Elizabeth Barrett Browning's 1844 Poems made her one of the most popular writers in the land at the time and inspired Robert Browning to write to her, telling her how much he loved her poems. Kenyon arranged for Robert Browning to meet Elizabeth in May 1845, and so began one of the most famous courtships in literature. Elizabeth had produced a large amount of work and had been writing long before Robert Browning had ever published a word. However, he had a great influence on her writing, as did she on his; it is observable that Elizabeth’s poetry matured after meeting Robert. Two of Barrett’s most famous pieces were produced after she met Browning: Sonnets from the Portuguese and Aurora Leigh.
Some critics, however, point to him as an undermining influence: "Until her relationship with Robert Browning began in 1845, Barrett’s willingness to engage in public discourse about social issues and about aesthetic issues in poetry, which had been so strong in her youth, gradually diminished, as did her physical health. As an intellectual presence and a physical being, she was becoming a shadow of herself."
Among Elizabeth's best known lyrics are Sonnets from the Portuguese (1850)— the "Portuguese" being her husband's pet name for her. The title also refers to the series of sonnets of the 16th-century Portuguese poet Luís de Camões; in all these poems she used rhyme schemes typical of the Portuguese sonnets. The verse-novel Aurora Leigh, her most ambitious and perhaps the most popular of her longer poems, appeared in 1856. It is the story of a woman writer making her way in life, balancing work and love. The writings depicted in this novel are all based on similar, personal experiences that Elizabeth suffered through herself. The North American Review praised Elizabeth’s poem in these words: “ Mrs. Browning’s poems are, in all respects, the utterance of a woman—of a woman of great learning, rich experience, and powerful genius, uniting to her woman’s nature the strength which is sometimes thought peculiar to a man.”
The courtship and marriage between Robert Browning and Elizabeth were carried out secretly. Six years his elder and an invalid, she could not believe that the vigorous and worldly Browning really loved her as much as he professed to, and her doubts are expressed in the Sonnets from the Portuguese, which she wrote over the next two years. Love conquered all, however, and after a private marriage at St. Marylebone Parish Church, Browning imitated his hero Shelley by spiriting his beloved off to Italy in August 1846, which became her home almost continuously until her death. Elizabeth's loyal nurse, Wilson, who witnessed the marriage at the church, accompanied the couple to Italy.
Mr. Barrett disinherited Elizabeth, as he did each of his children who married. As Elizabeth had some money of her own, the couple were reasonably comfortable in Italy, and their relationship together was harmonious.
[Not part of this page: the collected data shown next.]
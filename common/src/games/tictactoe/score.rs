use super::types::{Mark, Outcome};

pub const WIN_POINTS: i32 = 5;
pub const TIE_POINTS: i32 = 3;
pub const LOSS_POINTS: i32 = -1;

/// A finished round from the human player's side.
#[derive(Clone, Copy, Debug, PartialEq, Eq)]
pub enum RoundResult {
    PlayerWin,
    Tie,
    ComputerWin,
}

impl RoundResult {
    pub fn from_outcome(outcome: Outcome, human_mark: Mark) -> Self {
        match outcome {
            Outcome::Win(mark) if mark == human_mark => RoundResult::PlayerWin,
            Outcome::Win(_) => RoundResult::ComputerWin,
            Outcome::Draw => RoundResult::Tie,
        }
    }

    pub fn points(&self) -> i32 {
        match self {
            RoundResult::PlayerWin => WIN_POINTS,
            RoundResult::Tie => TIE_POINTS,
            RoundResult::ComputerWin => LOSS_POINTS,
        }
    }

    pub fn headline(&self) -> &'static str {
        match self {
            RoundResult::PlayerWin => "You won!",
            RoundResult::Tie => "It's a tie!",
            RoundResult::ComputerWin => "You lost!",
        }
    }

    /// Headline plus the signed point delta, e.g. "You won! +5 points".
    pub fn notification(&self) -> String {
        let points = self.points();
        let unit = if points.abs() == 1 { "point" } else { "points" };
        format!("{} {:+} {}", self.headline(), points, unit)
    }
}

#[derive(Clone, Copy, Debug, Default, PartialEq, Eq)]
pub struct ScoreBoard {
    pub player_wins: u32,
    pub computer_wins: u32,
    pub ties: u32,
    pub points: i32,
}

impl ScoreBoard {
    pub fn record(&mut self, result: RoundResult) {
        match result {
            RoundResult::PlayerWin => self.player_wins += 1,
            RoundResult::Tie => self.ties += 1,
            RoundResult::ComputerWin => self.computer_wins += 1,
        }
        self.points += result.points();
    }

    pub fn rounds_scored(&self) -> u32 {
        self.player_wins + self.computer_wins + self.ties
    }
}

/// Final tallies shown once the match is over.
#[derive(Clone, Copy, Debug, PartialEq, Eq)]
pub struct MatchSummary {
    pub rounds_played: u32,
    pub player_wins: u32,
    pub computer_wins: u32,
    pub ties: u32,
    pub points: i32,
}

impl From<&ScoreBoard> for MatchSummary {
    fn from(scores: &ScoreBoard) -> Self {
        Self {
            rounds_played: scores.rounds_scored(),
            player_wins: scores.player_wins,
            computer_wins: scores.computer_wins,
            ties: scores.ties,
            points: scores.points,
        }
    }
}

#[cfg(test)]
mod tests {
    use super::*;

    #[test]
    fn test_result_from_outcome() {
        assert_eq!(RoundResult::from_outcome(Outcome::Win(Mark::X), Mark::X), RoundResult::PlayerWin);
        assert_eq!(RoundResult::from_outcome(Outcome::Win(Mark::O), Mark::X), RoundResult::ComputerWin);
        assert_eq!(RoundResult::from_outcome(Outcome::Draw, Mark::X), RoundResult::Tie);
    }

    #[test]
    fn test_notification_follows_point_values() {
        assert_eq!(RoundResult::PlayerWin.notification(), "You won! +5 points");
        assert_eq!(RoundResult::Tie.notification(), "It's a tie! +3 points");
        assert_eq!(RoundResult::ComputerWin.notification(), "You lost! -1 point");
        for result in [RoundResult::PlayerWin, RoundResult::Tie, RoundResult::ComputerWin] {
            assert!(result.notification().starts_with(result.headline()));
            assert!(result.notification().contains(&format!("{:+}", result.points())));
        }
    }

    #[test]
    fn test_points_can_go_negative() {
        let mut scores = ScoreBoard::default();
        scores.record(RoundResult::ComputerWin);
        scores.record(RoundResult::ComputerWin);
        assert_eq!(scores.points, -2);
        assert_eq!(scores.computer_wins, 2);
    }

    #[test]
    fn test_summary_reflects_every_counter() {
        let mut scores = ScoreBoard::default();
        scores.record(RoundResult::PlayerWin);
        scores.record(RoundResult::Tie);
        scores.record(RoundResult::ComputerWin);
        scores.record(RoundResult::PlayerWin);

        let summary = MatchSummary::from(&scores);
        assert_eq!(
            summary,
            MatchSummary {
                rounds_played: 4,
                player_wins: 2,
                computer_wins: 1,
                ties: 1,
                points: 5 + 3 - 1 + 5,
            }
        );
    }
}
The Brownings were well respected in Italy, and even famous, for they would be asked for autographs or stopped by people because of their celebrity. Elizabeth grew stronger and in 1849, at the age of 43, she gave birth to a son, Robert Wiedemann Barrett Browning, whom they called Pen. Their son later married but had no legitimate children, so there are apparently no direct descendants of the two famous poets.
“Several Browning critics have suggested that the poet decided that he was an "objective poet" and then sought out a “subjective poet” in the hope that dialogue with her would enable him to be more successful.”
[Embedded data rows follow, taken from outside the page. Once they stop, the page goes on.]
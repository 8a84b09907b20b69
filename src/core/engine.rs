use crate::config::{AppConfig, MatchConfig};
use crate::core::index::{build_token_index, build_variant_map, TokenIndex, VariantMap};
use crate::core::normalize::extract_normalized_tokens;
use crate::core::suggest::SuggestionGenerator;
use crate::core::types::{
    AliasTable, Match, QueryResult, Resolution, Resolved, SuggestionList, SuggestionReason, Tables,
};
use crate::error::Result;
use crate::fuzzy::similarity::{close_matches, MatchingBlocks, Similarity};
use crate::persistence::{load_tables, AliasStore, JsonAliasStore};
use std::collections::{BTreeSet, HashSet};
use std::sync::Arc;

/// The resolution engine: static tables, the token index built from them,
/// and the matching knobs. Read-only once built, so it can be shared freely.
pub struct FlavorEngine {
    tables: Tables,
    token_index: TokenIndex,
    config: MatchConfig,
    scorer: Box<dyn Similarity>,
}

impl FlavorEngine {
    pub fn new(tables: Tables, config: MatchConfig) -> Result<Self> {
        config.validate()?;
        let token_index = build_token_index(&tables.ingredients);
        Ok(Self {
            tables,
            token_index,
            config,
            scorer: Box::new(MatchingBlocks),
        })
    }

    /// Swaps the similarity function used by every fuzzy stage.
    pub fn with_scorer(mut self, scorer: impl Similarity + 'static) -> Self {
        self.scorer = Box::new(scorer);
        self
    }

    pub fn tables(&self) -> &Tables {
        &self.tables
    }

    pub fn config(&self) -> &MatchConfig {
        &self.config
    }

    /// Flavor lookup: exact (case-sensitive), then a unique case-insensitive
    /// substring, then fuzzy candidates.
    ///
    /// Several substring hits are returned as an ambiguous suggestion list.
    pub fn resolve_flavor(&self, query: &str) -> Resolution {
        let query = query.trim();
        if query.is_empty() {
            return Resolution::Suggestions(SuggestionList::empty(SuggestionReason::EmptyQuery));
        }

        if let Some(ingredients) = self.tables.flavors.get(query) {
            log::debug!("Flavor '{}' matched exactly", query);
            return self.flavor_result(query, ingredients);
        }

        let lowered = query.to_lowercase();
        let hits: Vec<&String> = self
            .tables
            .flavors
            .keys()
            .filter(|flavor| flavor.to_lowercase().contains(&lowered))
            .collect();

        match hits.as_slice() {
            [only] => {
                log::debug!("Flavor '{}' matched '{}' by substring", query, only);
                self.flavor_result(only, &self.tables.flavors[*only])
            }
            [] => {
                let fuzzy = close_matches(
                    self.scorer.as_ref(),
                    query,
                    self.tables.flavors.keys().map(String::as_str),
                    self.config.flavor_limit,
                    self.config.flavor_cutoff,
                );
                let reason = if fuzzy.is_empty() {
                    SuggestionReason::NoMatch
                } else {
                    SuggestionReason::Fuzzy
                };
                Resolution::Suggestions(SuggestionList::new(reason, fuzzy))
            }
            many => {
                log::debug!("Flavor '{}' is ambiguous ({} hits)", query, many.len());
                let candidates = many.iter().map(|flavor| flavor.to_string()).collect();
                Resolution::Suggestions(SuggestionList::new(SuggestionReason::Ambiguous, candidates))
            }
        }
    }

    /// Ingredient lookup against one alias snapshot.
    ///
    /// The alias stages run exact, then substring, then fuzzy. The substring
    /// stage takes the first variant in alias-table order that contains the
    /// query; it is not scored. A resolved canonical name collects the flavors
    /// of every one of its variants. Otherwise the query's tokens are looked up
    /// in the token index, then a unique ingredient-name substring is tried,
    /// and finally the suggestion generator runs.
    pub fn resolve_ingredient(&self, aliases: &AliasTable, query: &str) -> Resolution {
        let query = query.trim();
        if query.is_empty() {
            return Resolution::Suggestions(SuggestionList::empty(SuggestionReason::EmptyQuery));
        }

        let lowered = query.to_lowercase();
        let variants = build_variant_map(aliases);

        if let Some(canonical) = self.resolve_canonical(&variants, &lowered) {
            let mut flavors = BTreeSet::new();
            for variant in aliases.get(&canonical).into_iter().flatten() {
                if let Some(listed) = self.tables.ingredients.get(variant) {
                    flavors.extend(listed.iter().cloned());
                }
            }
            return Resolution::Resolved(self.classify_ingredient(canonical, flavors));
        }

        let flavors = self.token_flavors(query);
        if !flavors.is_empty() {
            log::debug!("Ingredient '{}' matched through the token index", query);
            return Resolution::Resolved(self.classify_ingredient(query.to_string(), flavors));
        }

        let hits: Vec<(&String, &Vec<String>)> = self
            .tables
            .ingredients
            .iter()
            .filter(|(name, _)| name.to_lowercase().contains(&lowered))
            .collect();
        if let [(name, listed)] = hits.as_slice() {
            log::debug!("Ingredient '{}' matched '{}' by substring", query, name);
            let flavors = listed.iter().cloned().collect();
            return Resolution::Resolved(self.classify_ingredient(name.to_string(), flavors));
        }

        let generator = SuggestionGenerator::new(&self.tables, self.scorer.as_ref(), &self.config);
        Resolution::Suggestions(generator.suggest(&variants, query))
    }

    fn resolve_canonical(&self, variants: &VariantMap, lowered: &str) -> Option<String> {
        if let Some(canonical) = variants.get(lowered) {
            log::debug!("Alias exact match: '{}' -> '{}'", lowered, canonical);
            return Some(canonical.to_string());
        }
        if let Some((variant, canonical)) = variants.first_containing(lowered) {
            log::debug!("Alias substring match: '{}' in '{}' -> '{}'", lowered, variant, canonical);
            return Some(canonical.to_string());
        }
        let best = close_matches(
            self.scorer.as_ref(),
            lowered,
            variants.variants(),
            1,
            self.config.alias_cutoff,
        );
        let canonical = best.first().and_then(|variant| variants.get(variant))?;
        log::debug!("Alias fuzzy match: '{}' -> '{}'", lowered, canonical);
        Some(canonical.to_string())
    }

    /// Union of the token-index buckets for every token of `query`.
    fn token_flavors(&self, query: &str) -> BTreeSet<String> {
        extract_normalized_tokens(query)
            .iter()
            .filter_map(|token| self.token_index.flavors_for(token))
            .flatten()
            .cloned()
            .collect()
    }

    fn flavor_result(&self, name: &str, ingredients: &[String]) -> Resolution {
        let result = QueryResult::Flavor(Match {
            name: name.to_string(),
            values: ingredients.to_vec(),
        });
        Resolution::Resolved(self.with_missing(result))
    }

    /// Compares by size against the flavor universe; the two tables are
    /// assumed consistent, so drift between them is not detected here.
    fn classify_ingredient(&self, name: String, flavors: BTreeSet<String>) -> Resolved {
        let values: Vec<String> = flavors.into_iter().collect();
        let matched = Match { name, values };
        let result = if matched.values.len() == self.tables.flavors.len() {
            QueryResult::IngredientAll(matched)
        } else if matched.values.is_empty() {
            QueryResult::IngredientNone(matched)
        } else {
            QueryResult::Ingredient(matched)
        };
        self.with_missing(result)
    }

    fn with_missing(&self, result: QueryResult) -> Resolved {
        let missing_flavors = self.missing_flavors(&result.matched_flavors());
        Resolved {
            result,
            missing_flavors,
        }
    }

    /// Every known flavor not in `matched`, sorted ascending.
    pub fn missing_flavors(&self, matched: &[&str]) -> Vec<String> {
        let matched: HashSet<&str> = matched.iter().copied().collect();
        let mut missing: Vec<String> = self
            .tables
            .flavors
            .keys()
            .filter(|flavor| !matched.contains(flavor.as_str()))
            .cloned()
            .collect();
        missing.sort();
        missing
    }
}

/// Engine plus alias store: what a request handler talks to.
///
/// Ingredient lookups read a fresh alias snapshot each time, so edits made
/// through the store apply without a restart.
pub struct FlavorService {
    engine: Arc<FlavorEngine>,
    aliases: Box<dyn AliasStore>,
}

impl FlavorService {
    pub fn new(engine: Arc<FlavorEngine>, aliases: Box<dyn AliasStore>) -> Self {
        Self { engine, aliases }
    }

    /// Loads the static tables and points the alias store at the configured file.
    pub fn from_config(config: &AppConfig) -> Result<Self> {
        let tables = load_tables(&config.flavor_path(), &config.ingredient_path())?;
        let engine = FlavorEngine::new(tables, config.matching.clone())?;
        let aliases = JsonAliasStore::new(config.alias_path());
        Ok(Self::new(Arc::new(engine), Box::new(aliases)))
    }

    pub fn engine(&self) -> &FlavorEngine {
        &self.engine
    }

    pub fn aliases(&self) -> &dyn AliasStore {
        self.aliases.as_ref()
    }

    pub fn lookup_flavor(&self, query: &str) -> Resolution {
        self.engine.resolve_flavor(query)
    }

    /// Fails only when the alias snapshot cannot be read.
    pub fn lookup_ingredient(&self, query: &str) -> Result<Resolution> {
        let snapshot = self.aliases.load()?;
        log::debug!(
            "Resolving '{}' against alias snapshot v{} ({} entries)",
            query,
            snapshot.version,
            snapshot.table.len()
        );
        Ok(self.engine.resolve_ingredient(&snapshot.table, query))
    }
}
At her husband's insistence, the second edition of Elizabeth’s Poems included her love sonnets; as a result, her popularity shot up (as well as her critical regard), and her position as Victorian poetess du jour was cemented. In 1850, upon the occasion of the death of William Wordsworth, she was thought to be a serious contender for Poet Laureate, but the position went to Tennyson.
At the death of an old friend, G.B. Hunter, and then of her father, her health faded again, centering around deteriorating lung function. She was moved from Florence to Siena, residing at the Villa Alberti. In 1860 she issued a small volume of political poems titled Poems before Congress. These poems related to political issues for the Italians, “most of which were written to express her sympathy with the Italian cause after the outbreak of fighting in 1859.” She dedicated this book to her husband. Her last work was A Musical Instrument, published posthumously.
In 1860 they returned to Rome, only to find that Elizabeth’s sister Henrietta had died, news which made Elizabeth weak and depressed. She became gradually weaker and died on 29 June 1861. She was buried in the English Cemetery of Florence. “On Monday July 1 the shops in the section of the city around Casa Guidi were closed, while Elizabeth was mourned with unusual demonstrations.” The nature of her illness is still unclear, although medical and literary scholars have speculated that longstanding pulmonary problems, combined with palliative opiates, contributed to her decline.
American poet Edgar Allan Poe was inspired by Barrett Browning's poem Lady Geraldine's Courtship and specifically borrowed the poem's meter for his poem The Raven. Poe had reviewed Barrett's work in the January 1845 issue of the Broadway Journal and said that "her poetic inspiration is the highest—we can conceive of nothing more august. Her sense of Art is pure in itself." In return, she praised The Raven and Poe dedicated his 1845 collection The Raven and Other Poems to her, referring to her as "the noblest of her sex."